What's next for AI?
2024-12-03 | tags: thoughts strategy
A road in a wooded area, with signs indicating upcoming bends and turns.  Photo by Megan Lee on Unsplash.

(Photo by Megan Lee on Unsplash)

It's said that predictions are a fool's game. That doesn't stop people from trying to predict what's next for (The Field We Currently Call) AI. I know this because they often ask me for my take.

I've thought about this question a lot. I even wrote about it in Structural Evolutions in Data, charting the many expressions of the field's overarching theme – "analyzing data for fun and profit." While it's made for some fun thought experiments, the lesson I've learned is to not make too many plans around it. There are better ways to prepare for AI's future.

Read on to understand why, and to learn how I answer "what's next for AI?" these days.

The long road is hazy

Such predictions are too easy to get wrong over the longer horizon. Case in point: in the Structural Evolutions article I posited that simulation would be next out of the AI starting gate. It was not. (It might still be someday! But if you were placing bets based on that idea, and pouring resources into building a business, you would not be happy right now.) Generative AI took on a life of its own, surprising many industry professionals in the process. Myself included.

How does this kind of unexpected change happen? Keep in mind that any number of social or economic forces can upset that "sure thing." Add someone's weekend hack project and an entire industry can crop up, seemingly out of nowhere. It doesn't matter if the dethroned champion was the logical choice; logic only gets a small vote in deciding the future.

Since the future can change direction at any moment, it doesn't serve you well to try to prepare too much in advance. Long-range plans often remain just that: plans.

Peering around corners

Plenty of companies were caught off-guard by the rise of e-commerce, cloud, or the various waves of the data field. They're understandably nervous about getting left behind – or worse yet, steamrolled – by the next tech advance. What can they do?

The solution is to be self-aware, be flexible, and stay alert. That's how you make the most of the changes on the road ahead.

Very few businesses saw the power of large-scale, LLM-powered generative AI at first. But imagine the executives who got one look at Midjourney or Dall-E and wondered: "what if I had access to a magic image-generation machine?" Now imagine those same executives months later, when ChatGPT came along. "What if I could generate natural text with a few keystrokes? What would that do for my business?"

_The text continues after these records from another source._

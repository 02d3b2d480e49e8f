use std::sync::Arc;
use std::time::Duration;

use async_openai::types::ChatCompletionRequestMessage;
use axum::Router;
use moka::future::Cache;
use sqlx::SqlitePool;
use tokio::sync::Mutex;
use tower_http::{cors::CorsLayer, timeout::TimeoutLayer, trace::TraceLayer};
use utoipa::OpenApi;
use utoipa_swagger_ui::SwaggerUi;

use crate::api;
use crate::assistant::Assistant;
use crate::progress::UnlockRule;

pub type ChatHistory = Arc<Mutex<Vec<ChatCompletionRequestMessage>>>;

/// Shared handles, built once at startup and cloned per request. The pool and
/// assistant client are stateless handles; no teardown required.
#[derive(Clone)]
pub struct AppState {
    pub db: SqlitePool,
    pub unlock_rule: UnlockRule,
    pub assistant: Option<Arc<Assistant>>,
    pub chats: Cache<i64, ChatHistory>,
}

impl AppState {
    pub fn new(db: SqlitePool, unlock_rule: UnlockRule, assistant: Option<Arc<Assistant>>) -> Self {
        Self {
            db,
            unlock_rule,
            assistant,
            chats: Cache::builder()
                .max_capacity(10_000)
                .time_to_idle(Duration::from_secs(30 * 60))
                .build(),
        }
    }
}

pub fn router(state: AppState) -> Router {
    Router::new()
        .nest("/api/public", api::public::routes())
        .nest("/api/admin", api::admin::routes())
        .nest("/api/instructor", api::instructor::routes())
        .nest("/api/student", api::student::routes())
        .merge(
            SwaggerUi::new("/swagger-ui").url("/api-docs/openapi.json", api::ApiDoc::openapi()),
        )
        .layer(TraceLayer::new_for_http())
        .layer(CorsLayer::permissive())
        .layer(TimeoutLayer::new(Duration::from_secs(30)))
        .with_state(state)
}

#[cfg(test)]
mod tests {
    use axum::body::Body;
    use axum::http::{Request, StatusCode};
    use tower::ServiceExt;

    use super::*;
    use crate::auth::{self, Role};
    use crate::test_util;

    async fn serve(state: AppState, request: Request<Body>) -> StatusCode {
        router(state).oneshot(request).await.unwrap().status()
    }

    fn get(uri: &str, token: Option<&str>) -> Request<Body> {
        let mut builder = Request::builder().method("GET").uri(uri);
        if let Some(token) = token {
            builder = builder.header("authorization", format!("Bearer {token}"));
        }
        builder.body(Body::empty()).unwrap()
    }

    async fn login_token(db: &SqlitePool, email: &str) -> String {
        auth::login(
            db,
            email.to_string(),
            "secret1".to_string(),
            time::Duration::hours(1),
        )
        .await
        .unwrap()
    }

    #[tokio::test]
    async fn test_missing_or_invalid_token_is_unauthorized() {
        unsafe { std::env::set_var("JWT_SECRET", "test-secret") };
        let db = test_util::memory_pool().await;
        let state = AppState::new(db, UnlockRule::default(), None);

        let status = serve(state.clone(), get("/api/student/transcript", None)).await;
        assert_eq!(status, StatusCode::UNAUTHORIZED);
        let status = serve(state, get("/api/student/transcript", Some("not-a-token"))).await;
        assert_eq!(status, StatusCode::UNAUTHORIZED);
    }

    #[tokio::test]
    async fn test_wrong_role_is_forbidden_not_unauthorized() {
        unsafe { std::env::set_var("JWT_SECRET", "test-secret") };
        let db = test_util::memory_pool().await;
        let school_id = test_util::seed_school(&db).await;
        auth::create_user(
            &db,
            school_id,
            Role::Student,
            "Ada".into(),
            "ada@router-test.example".into(),
            "secret1".into(),
            None,
        )
        .await
        .unwrap();
        let token = login_token(&db, "ada@router-test.example").await;
        let state = AppState::new(db, UnlockRule::default(), None);

        // valid identity, admin-only route: 403, so the client knows not to re-auth
        let status = serve(state, get("/api/admin/programs", Some(&token))).await;
        assert_eq!(status, StatusCode::FORBIDDEN);
    }

    #[tokio::test]
    async fn test_instructor_transcript_scoped_to_own_school() {
        unsafe { std::env::set_var("JWT_SECRET", "test-secret") };
        let db = test_util::memory_pool().await;
        let school_a = test_util::seed_school(&db).await;
        let school_b = test_util::seed_school(&db).await;
        let instructor_id = auth::create_user(
            &db,
            school_a,
            Role::Instructor,
            "Ira".into(),
            "ira@router-test.example".into(),
            "secret1".into(),
            None,
        )
        .await
        .unwrap();
        let student_id =
            test_util::seed_user(&db, school_a, Role::Student, Some(instructor_id)).await;
        let program_a = test_util::seed_program(&db, school_a).await;
        let program_b = test_util::seed_program(&db, school_b).await;
        test_util::seed_chapter(&db, program_a, 1).await;
        test_util::seed_chapter(&db, program_b, 1).await;
        let token = login_token(&db, "ira@router-test.example").await;
        let state = AppState::new(db, UnlockRule::default(), None);

        // assigned instructor, but the requested program belongs to another school
        let status = serve(
            state.clone(),
            get(
                &format!("/api/instructor/students/{student_id}/transcript?program_id={program_b}"),
                Some(&token),
            ),
        )
        .await;
        assert_eq!(status, StatusCode::FORBIDDEN);

        let status = serve(
            state,
            get(
                &format!("/api/instructor/students/{student_id}/transcript?program_id={program_a}"),
                Some(&token),
            ),
        )
        .await;
        assert_eq!(status, StatusCode::OK);
    }
}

You can do the same. This can be as lightweight as staying up to date on the news, or as formal as establishing a special team to keep an eye on the (near-)future. And if you have a formal risk management department, they're a good place to start. They're probably doing this already, just on the side.

You can try some scenario exercises for good measure. For example: "if the cost of [some tool we rely on] suddenly plummets, what do we do?" "Imagine a new technology comes along and eliminates the need for our core offering. How would we adapt? Would we fold, change direction, or find ways to embrace that technology to reduce our internal costs?"

If you are vigilant and agile, you don't have to make long-range plans. You can prepare for those shorter-term shifts that are coming just around the bend

This approach takes a lot of work but it pays off. Not only will you make the most of the next Hot New Thing™ , you'll reduce the chances of overinvesting in something that doesn't take off.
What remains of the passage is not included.